Talhin avait écouté Tsugu en silence. Il frotta ses yeux avec le revers de son poignet et ravala ses larmes. Il lui sourit. Ce fut comme une détonation de chaleur au creux de la poitrine de la pandarène. Elle réalisa alors à quel point elle s'était attachée à lui ainsi qu'aux autres membres du groupe. Kobe, Katoc, Jushan, Pauline, Vivaile... Elle s'était sentie seule lorsqu'elle avait franchit les portes du monastère pour la première fois, perdue. Mais en se liant à eux, c'est comme si elle avait trouvé une seconde famille. Elle se demanda un instant si tout ceci aurait été possible sans la présence du jeune rouquin.
- Toi aussi tu es forte Tsugu. Bon, peut être pas autant que Kobe. Mais lui, c'est différent. Il a tout dans les muscles et l'estomac. Sans toi il aurait déjà avalé une chenille venimeuse ou un mauvais champignon.
Tsugu gloussa.
- Tu es peut être même la plus forte d'entre nous, poursuivit Talhin. Je ne compte même plus les fois où tes connaissances nous ont tiré d'affaire ! Et puis grâce à toi Pauline s'est améliorée en dessin et en calligraphie.
Talhin donna un petit coup de poing sur l'épaule de son amie.
- Merci, dit-il, le regard reconnaissant.
- Oh, ce n'est rien, répondit la pandarène innocemment. Si tu n'avais pas été en forme, tu ne serais pas allé à l'exercice de demain et on l'aurait tous raté. Je l'ai fais pour le groupe.

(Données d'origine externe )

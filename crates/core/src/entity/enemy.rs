use crate::spatial;
use crate::types::{Direction, Rect, Vec2};

use super::{Entity, SpriteCell, StepContext};

const PATROL_SPEED: f32 = 40.0;
/// Smaller than a tile so a fresh enemy fits entirely inside its spawn tile.
const ENEMY_SIZE: Vec2 = Vec2::new(12.0, 12.0);
const FACING_CELLS: [SpriteCell; 4] =
    [SpriteCell(10), SpriteCell(11), SpriteCell(9), SpriteCell(8)];

/// Walks straight ahead and turns clockwise whenever the next box is blocked.
#[derive(Clone, Debug, PartialEq)]
pub struct Enemy {
    position: Vec2,
    size: Vec2,
    speed: f32,
    facing: Direction,
}

impl Enemy {
    pub fn new(position: Vec2, facing: Direction) -> Self {
        Self { position, size: ENEMY_SIZE, speed: PATROL_SPEED, facing }
    }

    pub fn position(&self) -> Vec2 {
        self.position
    }

    pub fn facing(&self) -> Direction {
        self.facing
    }
}

impl Entity for Enemy {
    fn update(&mut self, ctx: &StepContext<'_>) {
        let velocity = self.facing.unit() * self.speed;
        let next = Rect::from_origin_size(self.position + ctx.displacement(velocity), self.size);
        if spatial::can_occupy(ctx.grid, &next) {
            self.position = next.origin();
        } else {
            self.facing = self.facing.clockwise();
        }
    }

    fn aabb(&self) -> Rect {
        Rect::from_origin_size(self.position, self.size)
    }

    fn sprite(&self) -> SpriteCell {
        FACING_CELLS[self.facing.index()]
    }
}

#[cfg(test)]
mod tests {
    use super::*;
    use crate::grid::TileGrid;
    use crate::types::TileKind;

    #[test]
    fn turns_clockwise_at_a_wall_then_keeps_walking() {
        let mut grid = TileGrid::new(6, 6, 16);
        grid.fill_rect(TileKind::Floor, 1, 1, 2, 2);
        let mut enemy = Enemy::new(Vec2::new(18.0, 18.0), Direction::Right);
        let ctx = StepContext { grid: &grid, delta_ms: 250 };

        enemy.update(&ctx);
        assert_eq!(enemy.position(), Vec2::new(28.0, 18.0));
        // The next box would reach x = 50, inside the void column 3.
        enemy.update(&ctx);
        assert_eq!(enemy.position(), Vec2::new(28.0, 18.0));
        assert_eq!(enemy.facing(), Direction::Down);
        enemy.update(&ctx);
        assert_eq!(enemy.position(), Vec2::new(28.0, 28.0));
    }

    #[test]
    fn boxed_in_enemy_spins_in_place() {
        let mut grid = TileGrid::new(3, 3, 16);
        grid.set(1, 1, TileKind::EnemySpawn);
        let start = Vec2::new(17.0, 17.0);
        let mut enemy = Enemy::new(start, Direction::Up);
        let ctx = StepContext { grid: &grid, delta_ms: 250 };
        for _ in 0..4 {
            enemy.update(&ctx);
            assert_eq!(enemy.position(), start);
        }
        assert_eq!(enemy.facing(), Direction::Up);
        assert!(spatial::can_occupy(&grid, &enemy.aabb()));
    }
}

Talhin sourit puis s'étira. Le soleil avait bientôt entièrement disparu derrière les pics enneigés de Kun-Lai. L'air se rafraîchissait et il ne tarderait pas à devenir glacial. Tsugu dressa ses oreilles et se redressa comme si elle venait de se souvenir de quelque chose de très important. Elle se pencha un peu vers le jeune homme.

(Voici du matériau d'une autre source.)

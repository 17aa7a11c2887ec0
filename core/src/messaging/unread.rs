/// UnreadCounter: reduces the signed-in user's conversation set to a
/// single badge count for navigation chrome.
///
/// Shares the index's subscription criteria but applies the stricter
/// badge rule, and supports an optimistic local reset when the user
/// enters the message list, ahead of the eventual per-conversation
/// mark-as-seen.
use crate::auth::{AuthState, SessionWatch};
use crate::model::Conversation;
use crate::store::{ConversationStore, StoreEvent};
use crate::utils::Subscription;
use std::sync::Arc;
use tokio::sync::{broadcast, mpsc, watch};
use tracing::{debug, warn};

/// A conversation counts toward the badge only when all three hold:
/// the viewer has not seen the last message, the last message is from
/// the other participant, and a last message exists at all.
pub fn counts_toward_badge(conversation: &Conversation, viewer: &str) -> bool {
    let is_unread = conversation.is_unread(viewer);
    let from_other = conversation.last_message_from.as_deref() != Some(viewer);
    let has_message = conversation
        .last_message
        .as_deref()
        .map_or(false, |m| !m.is_empty());
    is_unread && from_other && has_message
}

/// Zero renders as no badge rather than a literal 0.
pub fn badge_content(count: usize) -> Option<usize> {
    if count == 0 {
        None
    } else {
        Some(count)
    }
}

/// Handle on the live badge count.
pub struct UnreadBadge {
    sub: Subscription<usize>,
    reset_tx: mpsc::Sender<()>,
}

impl UnreadBadge {
    pub fn count(&self) -> usize {
        self.sub.current()
    }

    pub async fn changed(&mut self) -> bool {
        self.sub.changed().await
    }

    pub fn receiver(&self) -> watch::Receiver<usize> {
        self.sub.receiver()
    }

    /// Optimistic local reset on entering the message list: the
    /// displayed count drops to zero immediately, and the next store
    /// event recomputes the authoritative value once the individual
    /// conversations are actually marked seen.
    pub fn reset_display(&self) {
        let _ = self.reset_tx.try_send(());
    }
}

pub struct UnreadCounter;

impl UnreadCounter {
    /// Same deferral and re-subscription rules as the conversation index.
    pub fn spawn(store: Arc<dyn ConversationStore>, mut session: SessionWatch) -> UnreadBadge {
        let (tx, rx) = watch::channel(0usize);
        let (reset_tx, mut reset_rx) = mpsc::channel(1);
        let task = tokio::spawn(async move {
            loop {
                let state = session.borrow_and_update().clone();
                match state {
                    AuthState::Unresolved => {
                        if session.changed().await.is_err() {
                            return;
                        }
                    }
                    AuthState::SignedOut => {
                        let _ = tx.send(0);
                        if session.changed().await.is_err() {
                            return;
                        }
                    }
                    AuthState::SignedIn(profile) => {
                        let mut events = store.subscribe();
                        debug!("Unread counter subscribed for {}", profile.user_id);
                        if !count_for_user(
                            &store,
                            &profile.user_id,
                            &tx,
                            &mut events,
                            &mut session,
                            &mut reset_rx,
                        )
                        .await
                        {
                            return;
                        }
                    }
                }
            }
        });
        UnreadBadge {
            sub: Subscription::new(rx, task),
            reset_tx,
        }
    }
}

async fn count_for_user(
    store: &Arc<dyn ConversationStore>,
    user_id: &str,
    tx: &watch::Sender<usize>,
    events: &mut broadcast::Receiver<StoreEvent>,
    session: &mut SessionWatch,
    reset_rx: &mut mpsc::Receiver<()>,
) -> bool {
    publish_count(store, user_id, tx).await;
    loop {
        tokio::select! {
            changed = session.changed() => return changed.is_ok(),
            reset = reset_rx.recv() => match reset {
                Some(()) => {
                    // Display-only; no data mutation here
                    let _ = tx.send(0);
                }
                None => return false,
            },
            event = events.recv() => match event {
                Ok(_) | Err(broadcast::error::RecvError::Lagged(_)) => {
                    publish_count(store, user_id, tx).await;
                }
                Err(broadcast::error::RecvError::Closed) => {
                    debug!("Store change feed closed");
                    return false;
                }
            },
        }
    }
}

async fn publish_count(
    store: &Arc<dyn ConversationStore>,
    user_id: &str,
    tx: &watch::Sender<usize>,
) {
    match store.conversations_for(user_id).await {
        Ok(conversations) => {
            let count = conversations
                .iter()
                .filter(|c| counts_toward_badge(c, user_id))
                .count();
            let _ = tx.send(count);
        }
        Err(e) => warn!("Unread count query failed for {}: {}", user_id, e),
    }
}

- En parlant de Pauline. Est-ce que tu as déjà pensé à...
C'est ce moment que choisit Vivaile pour se retourner dans son sommeil, agitant la branche sur laquelle elle faisait sa sieste. Les vibrations du bois se répandirent comme une traînée de poudre jusqu'à l'extrémité. Ainsi secouée, la ramure fut délestée d'une épaisse couche de neige qui chuta sur Talhin. Il poussa un cri de surprise et s'agita dans tous les sens pour se débarrasser du contact piquant de la neige. Tsugu s'écroula en arrière, riant aux éclats.

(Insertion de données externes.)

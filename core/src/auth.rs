/// Session state shared with every reactive component.
///
/// "Not yet resolved" is distinct from "resolved, signed out" so that
/// subscriptions never race ahead of authentication: components defer
/// while `Unresolved`, publish an empty terminal result while
/// `SignedOut`, and re-subscribe when the signed-in user changes.
use crate::model::UserProfile;
use tokio::sync::watch;
use tracing::info;

#[derive(Debug, Clone, PartialEq, Default)]
pub enum AuthState {
    #[default]
    Unresolved,
    SignedOut,
    SignedIn(UserProfile),
}

impl AuthState {
    pub fn user_id(&self) -> Option<&str> {
        match self {
            AuthState::SignedIn(profile) => Some(profile.user_id.as_str()),
            _ => None,
        }
    }
}

/// Receiving side handed to components.
pub type SessionWatch = watch::Receiver<AuthState>;

/// Owning side of the session state, driven by the auth provider.
pub struct Session {
    tx: watch::Sender<AuthState>,
}

impl Session {
    /// Starts in `Unresolved` until the auth provider reports back.
    pub fn new() -> (Self, SessionWatch) {
        let (tx, rx) = watch::channel(AuthState::Unresolved);
        (Self { tx }, rx)
    }

    pub fn sign_in(&self, profile: UserProfile) {
        info!("Session signed in as {}", profile.user_id);
        self.tx.send_replace(AuthState::SignedIn(profile));
    }

    pub fn sign_out(&self) {
        info!("Session signed out");
        self.tx.send_replace(AuthState::SignedOut);
    }

    pub fn watch(&self) -> SessionWatch {
        self.tx.subscribe()
    }
}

Talhin se releva en pestant mais ses protestations ne réveillèrent même pas le petit dragon féerique qui agitait une patte dans son sommeil à la manière de certains chiens. Il ramassa une boule de neige et visa Vivaile. Tsugu, voyant là l'origine de nouvelles chamailleries, déclara qu'il était temps pour eux de retourner dans l'enceinte du monastère et que Vivaile les rejoindrait certainement plus tard. La boule de neige s'échoua mollement par terre lorsque Talhin la laissa tomber et il emboîta le pas à la pandarène qui s'éloignait déjà sur le chemin du retour.